The study, conducted by a Western University-led international research team, analysed information from more than 11,000 couples across 43 different datasets around the world.

It set out to identify why some relationships are more successful than others by predicting satisfaction using machine learning algorithms.

And the report’s authors believe the findings can change how we navigate our relationships.

“This collective effort should guide future models of relationships,” says the report.

It’s not you… but it’s not me

The study found that individual characteristics (such as income and mental wellbeing) account for just 21 per cent of variance in relationships.

A partner’s personality, on the other hand, accounts only for around five per cent of the total relationship satisfaction.

When machine learning modelled the data, the individual differences did not regulate or moderate the relationship-specific variables.

"Really, it suggests that the person we choose is not nearly as important as the relationship we build," the study’s first author and director of the Relationships Decision Lab at Western University Samantha Joel told Inverse.

Relationship-specific traits meanwhile account for almost half (45 per cent) of all variance in the quality of a relationship, according to the study.

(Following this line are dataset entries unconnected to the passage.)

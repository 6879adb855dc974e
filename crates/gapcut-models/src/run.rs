//! Run identity and pipeline outcome reporting.

use std::fmt;
use std::path::PathBuf;

use chrono::{DateTime, Utc};
use serde::{Deserialize, Serialize};
use uuid::Uuid;

/// Unique identifier for one pipeline run. Also names the run's temp
/// directory, so concurrent runs never collide on intermediate files.
#[derive(Debug, Clone, PartialEq, Eq, Hash, Serialize, Deserialize)]
#[serde(transparent)]
pub struct RunId(pub String);

impl RunId {
    /// Generate a new random run ID.
    pub fn new() -> Self {
        Self(Uuid::new_v4().to_string())
    }

    /// Create from an existing string.
    pub fn from_string(s: impl Into<String>) -> Self {
        Self(s.into())
    }

    /// Get the inner string.
    pub fn as_str(&self) -> &str {
        &self.0
    }
}

impl Default for RunId {
    fn default() -> Self {
        Self::new()
    }
}

impl fmt::Display for RunId {
    fn fmt(&self, f: &mut fmt::Formatter<'_>) -> fmt::Result {
        write!(f, "{}", self.0)
    }
}

/// Outcome of a pipeline run that produced an output file.
///
/// A run succeeds even when some segments failed both encoder tiers; those
/// segments are dropped from the output and reported here so the caller
/// can decide whether the loss is acceptable.
#[derive(Debug, Clone, PartialEq, Serialize, Deserialize)]
pub struct PipelineResult {
    /// Run this result belongs to
    pub run_id: RunId,
    /// Where the output file was written
    pub output_path: PathBuf,
    /// Segments that made it into the output
    pub succeeded_segments: usize,
    /// Keep-interval indices dropped after both tiers failed, ascending
    pub failed_segment_indices: Vec<usize>,
    /// True when no silence was found and the source passed through
    /// unchanged, with zero re-encodes
    pub fast_path: bool,
    /// When the run started
    pub started_at: DateTime<Utc>,
    /// Wall-clock processing time in seconds
    pub elapsed_secs: f64,
}

impl PipelineResult {
    /// Every segment made it into the output.
    pub fn is_complete(&self) -> bool {
        self.failed_segment_indices.is_empty()
    }

    /// The output is usable but some segments were dropped.
    pub fn is_partial(&self) -> bool {
        !self.failed_segment_indices.is_empty()
    }
}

“The surprising part is that once you have all the relationship-specific data in hand, the individual differences fade into the background,” Joel added.

The traits that count

Although the research showed individual variables were far less important than relationship variables, some still ranked higher than others.

Life satisfaction was the number one individual variable, followed by negative affect, depression or feelings of hopelessness, attachment anxiety and attachment avoidance.

For relationship-based variables, perceived partner commitment was the most important factor, followed by appreciation, sexual satisfaction, perceived partner satisfaction and conflict.

"The dynamic that you build with someone — the shared norms, the in-jokes, the shared experiences — is so much more than the separate individuals who make up that relationship," Joel said.

Can AI really predict love?

And while relationship science – which takes into consideration psychology, sociology, economics, family studies and communication – is an established science, there are questions over whether AI can be used to predict future events.

The Western University machine learning study on relationships even concedes “none of these variables could predict whose relationship quality would increase versus decrease over time”.

Meanwhile, early evidence suggests machine learning models that have been trained on human interactions are performing poorly due to some of the erratic human behaviour to emerge from COVID-19.

“If a machine learning system doesn’t see what it’s expecting to see, then you will have problems,” behavioural analytics company Featurespace founder David Excell told MIT Technology Review.

“The world has changed, and the data has changed.”

However, there is some evidence to suggest AI is capable of successfully predicting relationship outcomes.

A 2017 study by researchers from the University of Southern California trained a machine learning algorithms to learn the relationship between tone of voice and relationships.

The algorithm then analysed video recordings of couple’s therapy sessions and was asked to predict the outcome.

It was correct 79.3 per cent of the time, while human psychological experts only managed to accurately predict the outcome in 75.6 per cent of cases.